Il existe une fenêtre de neuf jours chaque été où deux nations de part et d'autre de l'Atlantique illuminent le ciel à peu près pour la même raison. Le 4 juillet, les Américains célèbrent le jour où treize colonies ont dit à l'empire le plus puissant du monde qu'elles en avaient assez d'être gouvernées de Londres. Le 13 juillet, les Monténégrins célèbrent le jour où le Congress of Berlin a reconnu leur petite principauté montagnarde comme le 27e État indépendant du monde — et, dans l'une des rimes étranges de l'histoire, le jour soixante-trois ans plus tard où ils ont lancé le premier soulèvement national en Europe occupée par les nazis.

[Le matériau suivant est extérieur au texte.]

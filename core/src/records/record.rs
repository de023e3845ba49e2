use crate::prelude::ProjectionError;
use crate::projection::{UtmCoordinate, UtmProjector};
use serde::{Deserialize, Serialize};

/// Location tags as supplied by a metadata reader; any of them may be missing.
#[derive(Debug, Clone, Copy, Default, PartialEq, Serialize, Deserialize)]
pub struct GeoSample {
    #[serde(default, skip_serializing_if = "Option::is_none")]
    pub latitude: Option<f64>,
    #[serde(default, skip_serializing_if = "Option::is_none")]
    pub longitude: Option<f64>,
    #[serde(default, skip_serializing_if = "Option::is_none")]
    pub altitude: Option<f64>,
}

impl GeoSample {
    pub fn new(latitude: f64, longitude: f64, altitude: Option<f64>) -> Self {
        Self {
            latitude: Some(latitude),
            longitude: Some(longitude),
            altitude,
        }
    }
}

/// Geodetic position together with its UTM projection.
#[derive(Debug, Clone, Copy, PartialEq, Serialize)]
pub struct GeoPosition {
    pub lat: f64,
    pub lon: f64,
    pub utm: UtmCoordinate,
}

impl GeoPosition {
    pub fn from_geodetic(lat: f64, lon: f64) -> Result<Self, ProjectionError> {
        let utm = UtmProjector::project(lat, lon)?;
        Ok(Self { lat, lon, utm })
    }

    pub fn from_utm(utm: UtmCoordinate) -> Result<Self, ProjectionError> {
        let point = UtmProjector::inverse_project(utm.zone, utm.easting, utm.northing)?;
        Ok(Self {
            lat: point.lat,
            lon: point.lon,
            utm,
        })
    }
}

/// One image in a batch.
#[derive(Debug, Clone, PartialEq, Serialize)]
pub struct GeoRecord {
    id: String,
    name: String,
    altitude: f64,
    position: Option<GeoPosition>,
}

impl GeoRecord {
    /// Builds a record from reader output. Both latitude and longitude must be
    /// present for the record to be georeferenced; a missing altitude is 0.
    pub fn from_sample(
        id: impl Into<String>,
        name: impl Into<String>,
        sample: GeoSample,
    ) -> Result<Self, ProjectionError> {
        let position = match (sample.latitude, sample.longitude) {
            (Some(lat), Some(lon)) => Some(GeoPosition::from_geodetic(lat, lon)?),
            _ => None,
        };
        Ok(Self {
            id: id.into(),
            name: name.into(),
            altitude: sample.altitude.unwrap_or(0.0),
            position,
        })
    }

    pub fn from_utm(
        id: impl Into<String>,
        name: impl Into<String>,
        utm: UtmCoordinate,
        altitude: f64,
    ) -> Result<Self, ProjectionError> {
        Ok(Self {
            id: id.into(),
            name: name.into(),
            altitude,
            position: Some(GeoPosition::from_utm(utm)?),
        })
    }

    pub fn unreferenced(id: impl Into<String>, name: impl Into<String>) -> Self {
        Self {
            id: id.into(),
            name: name.into(),
            altitude: 0.0,
            position: None,
        }
    }

    pub fn id(&self) -> &str {
        &self.id
    }

    pub fn name(&self) -> &str {
        &self.name
    }

    pub fn altitude(&self) -> f64 {
        self.altitude
    }

    pub fn has_geo_reference(&self) -> bool {
        self.position.is_some()
    }

    pub fn position(&self) -> Option<&GeoPosition> {
        self.position.as_ref()
    }

    pub fn utm(&self) -> Option<&UtmCoordinate> {
        self.position.as_ref().map(|position| &position.utm)
    }

    pub(crate) fn relocate(&mut self, position: GeoPosition, altitude: f64) {
        self.position = Some(position);
        self.altitude = altitude;
    }
}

Les deux fêtes ne pourraient guère être plus différentes en ampleur. L'une appartient à une nation de 340 millions ; l'autre à un pays d'environ 620 000 — plus petit qu'une seule agglomération de banlieue de Los Angeles. Pourtant, en les mettant côte à côte, vous trouvez deux peuples se racontant des histoires étonnamment similaires, de manières étonnamment différentes.

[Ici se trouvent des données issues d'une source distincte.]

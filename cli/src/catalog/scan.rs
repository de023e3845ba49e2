use crate::metadata::MetadataReader;
use anyhow::Context;
use geoshiftcore::{GeoRecord, RecordStore};
use log::info;
use std::fs;
use std::path::{Path, PathBuf};

/// Records built from one source directory.
pub struct CatalogScan {
    pub store: RecordStore,
    pub files: usize,
    pub georeferenced: usize,
}

/// Regular files directly inside `directory`, sorted by path. Subdirectories
/// are not descended into.
pub fn list_files(directory: &Path) -> anyhow::Result<Vec<PathBuf>> {
    let entries = fs::read_dir(directory)
        .with_context(|| format!("listing source directory {}", directory.display()))?;
    let mut paths: Vec<PathBuf> = Vec::new();
    for entry in entries {
        let entry = entry.with_context(|| format!("reading entry in {}", directory.display()))?;
        if entry.file_type()?.is_file() {
            paths.push(entry.path());
        }
    }
    paths.sort();
    Ok(paths)
}

pub fn file_name(path: &Path) -> String {
    path.file_name()
        .map(|name| name.to_string_lossy().into_owned())
        .unwrap_or_default()
}

pub fn scan_directory(directory: &Path, reader: &dyn MetadataReader) -> anyhow::Result<CatalogScan> {
    let paths = list_files(directory)?;

    let mut store = RecordStore::new();
    for path in &paths {
        let name = file_name(path);
        let sample = reader
            .read(path)
            .with_context(|| format!("reading metadata of {}", path.display()))?;
        let record = GeoRecord::from_sample(path.display().to_string(), name, sample)
            .with_context(|| format!("projecting position of {}", path.display()))?;
        store.insert(record);
    }

    let files = store.total_count();
    let georeferenced = store.georeferenced_count();
    info!(
        "Processed {}, with {} having GPS data.",
        files, georeferenced
    );

    Ok(CatalogScan {
        store,
        files,
        georeferenced,
    })
}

Une fête d'anniversaire 250 ans en préparation
Cette année, le 4 juillet n'est pas un autre 4 juillet. Le 4 juillet 2026 marque le Semiquincentennial — 250 ans depuis la Déclaration d'indépendance — et l'Amérique a organisé la plus grande célébration coordonnée de son histoire. Soixante navires de trente pays ont rempli le port de New York pour Sail250, le plus grand rassemblement maritime jamais organisé par les États-Unis. Une « Great American State Fair » a pris le contrôle de la National Mall. Il y a des pièces commémoratives, des spectacles de drones, une chute de boule Times Square en juillet, et même des matchs de Coupe du monde joués sur le sol américain le même jour. Philadelphie a enterré une capsule temporelle prévue pour être ouverte le 4 juillet 2276.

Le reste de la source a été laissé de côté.